En collaboration avec les Maisons russes - représentants officiels du gouvernement russe à l'étranger - RT a récemment organisé des projections de ses documentaires pro-russes dans certains pays africains.
Le documentaire de propagande "Why I Moved to Russia" (Pourquoi j'ai déménagé en Russie) montre des Américains discutant des raisons de leur déménagement, dans un exemple où ils affirment sans preuve que les écoles américaines encouragent secrètement les "classes transgenres" alors que les parents pensent que leurs enfants assistent à des cours d'art.
M. Obaji Jr observe que RT pourrait ne pas recruter uniquement pour elle-même, mais pour des campagnes d'information plus larges soutenues par le Kremlin ou pour des organisations médiatiques russes sur le continent.

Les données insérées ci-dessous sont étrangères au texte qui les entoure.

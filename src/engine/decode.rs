//! Audio decoding
//!
//! Turns an opaque compressed-audio blob into a [`RawAudioBuffer`] using
//! Symphonia for container probing and codec decoding. The format reader and
//! codec state live in a [`DecodeSession`], created once per call and
//! released when it goes out of scope, whichever way the call ends.
//!
//! Opus tracks (browser captures in WebM or Ogg) need the `opus` feature,
//! which decodes them with libopus.
//!
//! The decoding context runs at a fixed rate: decoded audio is brought to
//! the requested rate with linear interpolation.

use std::io::Cursor;

use symphonia::core::audio::SampleBuffer;
use symphonia::core::codecs::{Decoder, DecoderOptions, CODEC_TYPE_NULL, CODEC_TYPE_OPUS};
use symphonia::core::errors::Error as SymphoniaError;
use symphonia::core::formats::{FormatOptions, FormatReader};
use symphonia::core::io::{MediaSourceStream, MediaSourceStreamOptions};
use symphonia::core::meta::MetadataOptions;
use symphonia::core::probe::Hint;

use crate::engine::buffer::{RawAudioBuffer, MAX_SAMPLE_RATE, MIN_SAMPLE_RATE};
#[cfg(feature = "opus")]
use crate::engine::opus_decoder::{OpusPacketDecoder, OPUS_SAMPLE_RATE};
use crate::error::{Result, VoicePrepError};
use crate::pipeline::PipelineObserver;

/// Codec state of the selected track
enum PacketDecoder {
    Symphonia(Box<dyn Decoder>),
    #[cfg(feature = "opus")]
    Opus(OpusPacketDecoder),
}

/// Scoped decoding context
///
/// Owns the demuxer and codec for a single blob. Dropping the session
/// releases both and notifies the observer.
pub struct DecodeSession<'a> {
    format: Box<dyn FormatReader>,
    decoder: PacketDecoder,
    track_id: u32,
    observer: &'a dyn PipelineObserver,
}

impl<'a> DecodeSession<'a> {
    /// Probe the blob and set up a decoder for its first audio track
    pub fn open(bytes: Vec<u8>, observer: &'a dyn PipelineObserver) -> Result<Self> {
        let mss = MediaSourceStream::new(
            Box::new(Cursor::new(bytes)),
            MediaSourceStreamOptions::default(),
        );

        let probed = symphonia::default::get_probe()
            .format(
                &Hint::new(),
                mss,
                &FormatOptions::default(),
                &MetadataOptions::default(),
            )
            .map_err(|e| VoicePrepError::decode("failed to probe audio format", e))?;

        let format = probed.format;

        let (track_id, codec_params) = {
            let track = format
                .tracks()
                .iter()
                .find(|t| t.codec_params.codec != CODEC_TYPE_NULL)
                .ok_or_else(|| VoicePrepError::Decode {
                    reason: "no decodable audio track found".to_string(),
                    source: None,
                })?;
            (track.id, track.codec_params.clone())
        };

        let decoder = if codec_params.codec == CODEC_TYPE_OPUS {
            open_opus(&codec_params)?
        } else {
            let decoder = symphonia::default::get_codecs()
                .make(&codec_params, &DecoderOptions::default())
                .map_err(|e| VoicePrepError::decode("unsupported codec", e))?;
            PacketDecoder::Symphonia(decoder)
        };

        Ok(Self {
            format,
            decoder,
            track_id,
            observer,
        })
    }

    /// Decode every packet of the selected track
    ///
    /// Packets that fail with a recoverable decode error are dropped and
    /// reported to the observer. Returns the native-rate buffer.
    pub fn decode_all(&mut self) -> Result<RawAudioBuffer> {
        let mut interleaved: Vec<f32> = Vec::new();
        let mut sample_buf: Option<SampleBuffer<f32>> = None;
        let (mut channels, mut sample_rate) = match &self.decoder {
            PacketDecoder::Symphonia(decoder) => (
                decoder.codec_params().channels.map(|c| c.count()).unwrap_or(0),
                decoder.codec_params().sample_rate.unwrap_or(0),
            ),
            #[cfg(feature = "opus")]
            PacketDecoder::Opus(decoder) => (decoder.channels(), OPUS_SAMPLE_RATE),
        };
        let mut packet_index = 0usize;

        loop {
            let packet = match self.format.next_packet() {
                Ok(p) => p,
                Err(SymphoniaError::IoError(ref e))
                    if e.kind() == std::io::ErrorKind::UnexpectedEof =>
                {
                    break;
                }
                Err(SymphoniaError::ResetRequired) => break,
                Err(e) => return Err(VoicePrepError::decode("failed to read audio packet", e)),
            };

            if packet.track_id() != self.track_id {
                continue;
            }
            packet_index += 1;

            match &mut self.decoder {
                PacketDecoder::Symphonia(decoder) => {
                    let decoded = match decoder.decode(&packet) {
                        Ok(d) => d,
                        Err(SymphoniaError::DecodeError(e)) => {
                            self.observer.packet_skipped(packet_index - 1, e);
                            continue;
                        }
                        Err(e) => return Err(VoicePrepError::decode("fatal decode error", e)),
                    };

                    let spec = *decoded.spec();
                    channels = spec.channels.count();
                    sample_rate = spec.rate;

                    let needs_alloc = sample_buf
                        .as_ref()
                        .map_or(true, |buf| buf.capacity() < decoded.capacity() * channels);
                    if needs_alloc {
                        sample_buf = Some(SampleBuffer::new(decoded.capacity() as u64, spec));
                    }

                    if let Some(buf) = sample_buf.as_mut() {
                        buf.copy_interleaved_ref(decoded);
                        interleaved.extend_from_slice(buf.samples());
                    }
                }
                #[cfg(feature = "opus")]
                PacketDecoder::Opus(decoder) => match decoder.decode(packet.buf()) {
                    Ok(samples) => interleaved.extend_from_slice(samples),
                    Err(e) => {
                        self.observer.packet_skipped(packet_index - 1, &e.to_string());
                        continue;
                    }
                },
            }
        }

        if interleaved.is_empty() || channels == 0 {
            return Err(VoicePrepError::EmptyAudio);
        }
        if !(MIN_SAMPLE_RATE..=MAX_SAMPLE_RATE).contains(&sample_rate) {
            return Err(VoicePrepError::Decode {
                reason: format!(
                    "unsupported sample rate {} Hz (expected {} to {} Hz)",
                    sample_rate, MIN_SAMPLE_RATE, MAX_SAMPLE_RATE
                ),
                source: None,
            });
        }

        RawAudioBuffer::from_interleaved(&interleaved, channels, sample_rate)
    }
}

#[cfg(feature = "opus")]
fn open_opus(params: &symphonia::core::codecs::CodecParameters) -> Result<PacketDecoder> {
    Ok(PacketDecoder::Opus(OpusPacketDecoder::new(params)?))
}

#[cfg(not(feature = "opus"))]
fn open_opus(_params: &symphonia::core::codecs::CodecParameters) -> Result<PacketDecoder> {
    Err(VoicePrepError::Decode {
        reason: "Opus audio needs a build with the `opus` feature".to_string(),
        source: None,
    })
}

impl Drop for DecodeSession<'_> {
    fn drop(&mut self) {
        self.observer.decoder_released();
    }
}

/// Decode a blob at its native sample rate
pub fn decode_native(bytes: &[u8], observer: &dyn PipelineObserver) -> Result<RawAudioBuffer> {
    if bytes.is_empty() {
        return Err(VoicePrepError::EmptyAudio);
    }

    let mut session = DecodeSession::open(bytes.to_vec(), observer)?;
    let raw = session.decode_all()?;
    if raw.is_empty() {
        return Err(VoicePrepError::EmptyAudio);
    }
    Ok(raw)
}

/// Decode a blob and bring it to `target_sample_rate`
pub fn decode(
    bytes: &[u8],
    target_sample_rate: u32,
    observer: &dyn PipelineObserver,
) -> Result<RawAudioBuffer> {
    if !(MIN_SAMPLE_RATE..=MAX_SAMPLE_RATE).contains(&target_sample_rate) {
        return Err(VoicePrepError::invalid_param(
            "target_sample_rate",
            target_sample_rate,
            "8000 to 192000 Hz",
        ));
    }

    let raw = decode_native(bytes, observer)?;
    if raw.sample_rate == target_sample_rate {
        return Ok(raw);
    }

    tracing::debug!(
        from = raw.sample_rate,
        to = target_sample_rate,
        "resampling decoded audio"
    );
    let ratio = target_sample_rate as f64 / raw.sample_rate as f64;
    let channels = raw
        .channels
        .iter()
        .map(|channel| resample_linear(channel, ratio))
        .collect();
    RawAudioBuffer::new(channels, target_sample_rate)
}

/// Linear interpolation resampling
///
/// Produces `ceil(len * ratio)` samples. Linear interpolation aliases when
/// downsampling (48 kHz captures to 44.1 kHz); a windowed sinc resampler
/// would remove that.
fn resample_linear(samples: &[f32], ratio: f64) -> Vec<f32> {
    if samples.is_empty() {
        return Vec::new();
    }

    let source_len = samples.len();
    let target_len = ((source_len as f64) * ratio).ceil() as usize;
    let mut output = Vec::with_capacity(target_len);

    for i in 0..target_len {
        // Output index to source position
        let src_pos = i as f64 / ratio;
        let src_idx = src_pos.floor() as usize;
        let frac = (src_pos - src_idx as f64) as f32;

        let sample = if src_idx + 1 < source_len {
            samples[src_idx] * (1.0 - frac) + samples[src_idx + 1] * frac
        } else if src_idx < source_len {
            samples[src_idx]
        } else {
            0.0
        };

        output.push(sample);
    }

    output
}

// ============================================================================
// Tests
// ============================================================================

Yevhen Fedchenko, directeur de l'organisation ukrainienne de vérification des faits StopFake, partage cet avis et établit un parallèle avec les tactiques de l'ère soviétique. Il explique que la création de réseaux loyaux par le biais de cette formation est une stratégie que la Russie utilise depuis longtemps.
"Vous pouvez les utiliser [les diplômés] pour promouvoir vos récits, influencer l'opinion publique et la prise de décision. Les gens deviennent des vecteurs de la Russie dans cette région".